# [EXERCISE DESCRIPTION]
Wherever the string "captured" turns up in the data, copy the whole line.

# [DATA]
//! Typed wrappers for declaration, structure, and name nodes.

use zest_syntax::SyntaxKind;
use zest_syntax::SyntaxToken;

use crate::AstNode;
use crate::Expr;
use crate::SyntaxNode;
use crate::child;
use crate::children;
use crate::nth_child;
use crate::token;

macro_rules! ast_node {
    ($(#[$meta:meta])* $name:ident => $kind:ident) => {
        $(#[$meta])*
        #[derive(Debug, Clone, PartialEq, Eq, Hash)]
        pub struct $name(SyntaxNode);

        impl AstNode for $name {
            fn can_cast(kind: SyntaxKind) -> bool {
                kind == SyntaxKind::$kind
            }

            fn cast(node: SyntaxNode) -> Option<Self> {
                Self::can_cast(node.kind()).then(|| Self(node))
            }

            fn syntax(&self) -> &SyntaxNode {
                &self.0
            }
        }
    };
}

ast_node!(
    /// The root of a parsed file: an optional namespace declaration,
    /// zero or more `use` imports, and a sequence of top-level items.
    Root => Root
);

impl Root {
    /// The file's namespace declaration, if it has one.
    pub fn namespace(&self) -> Option<NamespaceDecl> {
        child(&self.0)
    }

    /// The file's `use` import declarations, in source order.
    pub fn uses(&self) -> impl Iterator<Item = UseDecl> + '_ {
        children(&self.0)
    }

    /// The top-level class declarations in this file.
    pub fn classes(&self) -> impl Iterator<Item = ClassDecl> + '_ {
        children(&self.0)
    }

    /// The top-level interface declarations in this file.
    pub fn interfaces(&self) -> impl Iterator<Item = InterfaceDecl> + '_ {
        children(&self.0)
    }

    /// The top-level function declarations in this file.
    pub fn functions(&self) -> impl Iterator<Item = FunctionDecl> + '_ {
        children(&self.0)
    }

    /// The top-level (global) constant declarations in this file.
    pub fn consts(&self) -> impl Iterator<Item = ConstDecl> + '_ {
        children(&self.0)
    }

    /// The top-level statements in this file (script-style code outside
    /// any function or class).
    pub fn stmts(&self) -> impl Iterator<Item = Stmt> + '_ {
        children(&self.0)
    }
}

ast_node!(
    /// A `namespace foo\bar;` declaration.
    NamespaceDecl => NamespaceDecl
);

impl NamespaceDecl {
    /// The declared namespace name.
    pub fn name(&self) -> Option<QualifiedName> {
        child(&self.0)
    }
}

ast_node!(
    /// A `use foo\bar as baz;` import declaration.
    UseDecl => UseDecl
);

impl UseDecl {
    /// The imported name.
    pub fn name(&self) -> Option<QualifiedName> {
        child(&self.0)
    }

    /// The local alias introduced by an `as` clause, if present.
    pub fn alias(&self) -> Option<SyntaxToken> {
        token(&self.0, SyntaxKind::Ident)
    }
}

ast_node!(
    /// A possibly-qualified, possibly namespace-rooted name, such as
    /// `\Foo\Bar` or `Bar`.
    QualifiedName => QualifiedName
);

impl QualifiedName {
    /// Whether the name starts with a leading `\`, anchoring it to the
    /// global namespace regardless of the current namespace or imports.
    pub fn is_rooted(&self) -> bool {
        self.0
            .children_with_tokens()
            .filter_map(|it| it.into_token())
            .next()
            .is_some_and(|t| t.kind() == SyntaxKind::Backslash)
    }

    /// The name's `\`-separated segments, in order.
    pub fn segments(&self) -> impl Iterator<Item = String> + '_ {
        self.0
            .children_with_tokens()
            .filter_map(|it| it.into_token())
            .filter(|t| t.kind() == SyntaxKind::Ident)
            .map(|t| t.text().to_string())
    }

    /// The name's full source text, including any leading `\`.
    pub fn text(&self) -> String {
        self.0.text().to_string()
    }
}

ast_node!(
    /// A class declaration.
    ClassDecl => ClassDecl
);

ast_node!(
    /// An interface declaration.
    InterfaceDecl => InterfaceDecl
);

macro_rules! class_like {
    ($name:ident) => {
        impl $name {
            /// The class or interface's simple (unqualified) name.
            pub fn name(&self) -> Option<SyntaxToken> {
                token(&self.0, SyntaxKind::Ident)
            }

            /// The names this type extends.
            pub fn extends(&self) -> impl Iterator<Item = QualifiedName> + '_ {
                children(&self.0)
            }

            /// The method declarations in this type's body.
            pub fn methods(&self) -> impl Iterator<Item = MethodDecl> + '_ {
                children(&self.0)
            }

            /// The property declarations in this type's body.
            pub fn properties(&self) -> impl Iterator<Item = PropertyDecl> + '_ {
                children(&self.0)
            }

            /// The class constant declarations in this type's body.
            pub fn consts(&self) -> impl Iterator<Item = ConstDecl> + '_ {
                children(&self.0)
            }
        }
    };
}

class_like!(ClassDecl);
class_like!(InterfaceDecl);

ast_node!(
    /// A top-level `function` declaration.
    FunctionDecl => FunctionDecl
);

ast_node!(
    /// A `function` declaration inside a class or interface body.
    MethodDecl => MethodDecl
);

macro_rules! function_like {
    ($name:ident) => {
        impl $name {
            /// The function or method's name.
            pub fn name(&self) -> Option<SyntaxToken> {
                token(&self.0, SyntaxKind::Ident)
            }

            /// The parameter list.
            pub fn params(&self) -> Option<ParamList> {
                child(&self.0)
            }

            /// The declared return type, if annotated.
            ///
            /// A `QualifiedName` that is a direct child (rather than
            /// nested inside the parameter list) can only be the return
            /// type annotation.
            pub fn return_type(&self) -> Option<QualifiedName> {
                child(&self.0)
            }

            /// The function or method body. Absent for interface method
            /// signatures and abstract methods.
            pub fn body(&self) -> Option<Block> {
                child(&self.0)
            }
        }
    };
}

function_like!(FunctionDecl);
function_like!(MethodDecl);

ast_node!(
    /// A property declaration inside a class body, e.g. `$name = "";`.
    PropertyDecl => PropertyDecl
);

impl PropertyDecl {
    /// The property's name (including its leading `$`).
    pub fn name(&self) -> Option<SyntaxToken> {
        token(&self.0, SyntaxKind::Variable)
    }

    /// The property's default-value expression, if any.
    pub fn default(&self) -> Option<Expr> {
        child(&self.0)
    }
}

ast_node!(
    /// A class constant declaration, e.g. `const FOO = 1;`.
    ConstDecl => ConstDecl
);

impl ConstDecl {
    /// The constant's name.
    pub fn name(&self) -> Option<SyntaxToken> {
        token(&self.0, SyntaxKind::Ident)
    }

    /// The constant's value expression.
    pub fn value(&self) -> Option<Expr> {
        child(&self.0)
    }
}

ast_node!(
    /// A parenthesized, comma-separated parameter list.
    ParamList => ParamList
);

impl ParamList {
    /// The parameters, in declaration order.
    pub fn params(&self) -> impl Iterator<Item = Param> + '_ {
        children(&self.0)
    }
}

ast_node!(
    /// A single parameter: an optional type hint, a name, and an
    /// optional default value.
    Param => Param
);

impl Param {
    /// The parameter's type hint, if annotated.
    pub fn ty(&self) -> Option<QualifiedName> {
        child(&self.0)
    }

    /// The parameter's name (including its leading `$`).
    pub fn name(&self) -> Option<SyntaxToken> {
        token(&self.0, SyntaxKind::Variable)
    }

    /// The parameter's default-value expression, if any.
    pub fn default(&self) -> Option<Expr> {
        child(&self.0)
    }
}

ast_node!(
    /// A brace-delimited sequence of statements.
    Block => Block
);

impl Block {
    /// The statements in this block, in order.
    pub fn stmts(&self) -> impl Iterator<Item = Stmt> + '_ {
        children(&self.0)
    }
}

ast_node!(
    /// A statement consisting of a bare expression followed by `;`.
    ExprStmt => ExprStmt
);

impl ExprStmt {
    /// The statement's expression.
    pub fn expr(&self) -> Option<Expr> {
        child(&self.0)
    }
}

ast_node!(
    /// A `return` statement.
    ReturnStmt => ReturnStmt
);

impl ReturnStmt {
    /// The returned expression, if any (`return;` has none).
    pub fn expr(&self) -> Option<Expr> {
        child(&self.0)
    }
}

/// A top-level or block-level statement.
#[derive(Debug, Clone, PartialEq, Eq, Hash)]
pub enum Stmt {
    /// See [`ExprStmt`].
    Expr(ExprStmt),
    /// See [`ReturnStmt`].
    Return(ReturnStmt),
}

impl AstNode for Stmt {
    fn can_cast(kind: SyntaxKind) -> bool {
        matches!(kind, SyntaxKind::ExprStmt | SyntaxKind::ReturnStmt)
    }

    fn cast(node: SyntaxNode) -> Option<Self> {
        match node.kind() {
            SyntaxKind::ExprStmt => Some(Self::Expr(ExprStmt(node))),
            SyntaxKind::ReturnStmt => Some(Self::Return(ReturnStmt(node))),
            _ => None,
        }
    }

    fn syntax(&self) -> &SyntaxNode {
        match self {
            Self::Expr(it) => it.syntax(),
            Self::Return(it) => it.syntax(),
        }
    }
}

ast_node!(
    /// A parenthesized, comma-separated call argument list.
    ArgList => ArgList
);

impl ArgList {
    /// The arguments, in call order.
    pub fn args(&self) -> impl Iterator<Item = Arg> + '_ {
        children(&self.0)
    }
}

ast_node!(
    /// A single call argument.
    Arg => Arg
);

impl Arg {
    /// The argument's expression.
    pub fn expr(&self) -> Option<Expr> {
        child(&self.0)
    }
}

ast_node!(
    /// The `use (...)` capture list of a closure expression.
    CaptureList => CaptureList
);

impl CaptureList {
    /// The captured variables, in order.
    pub fn items(&self) -> impl Iterator<Item = CaptureItem> + '_ {
        children(&self.0)
    }
}

ast_node!(
    /// A single captured variable in a closure's `use (...)` clause.
    CaptureItem => CaptureItem
);

impl CaptureItem {
    /// The captured variable's name (including its leading `$`).
    pub fn name(&self) -> Option<SyntaxToken> {
        token(&self.0, SyntaxKind::Variable)
    }

    /// Whether the variable is captured by reference (`&$name`).
    pub fn by_ref(&self) -> bool {
        token(&self.0, SyntaxKind::Amp).is_some()
    }
}

pub(crate) fn nth_expr(parent: &SyntaxNode, n: usize) -> Option<Expr> {
    nth_child(parent, n)
}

# [EXPECTED ANSWER]
    /// The captured variables, in order.
    /// A single captured variable in a closure's `use (...)` clause.
    /// The captured variable's name (including its leading `$`).
    /// Whether the variable is captured by reference (`&$name`).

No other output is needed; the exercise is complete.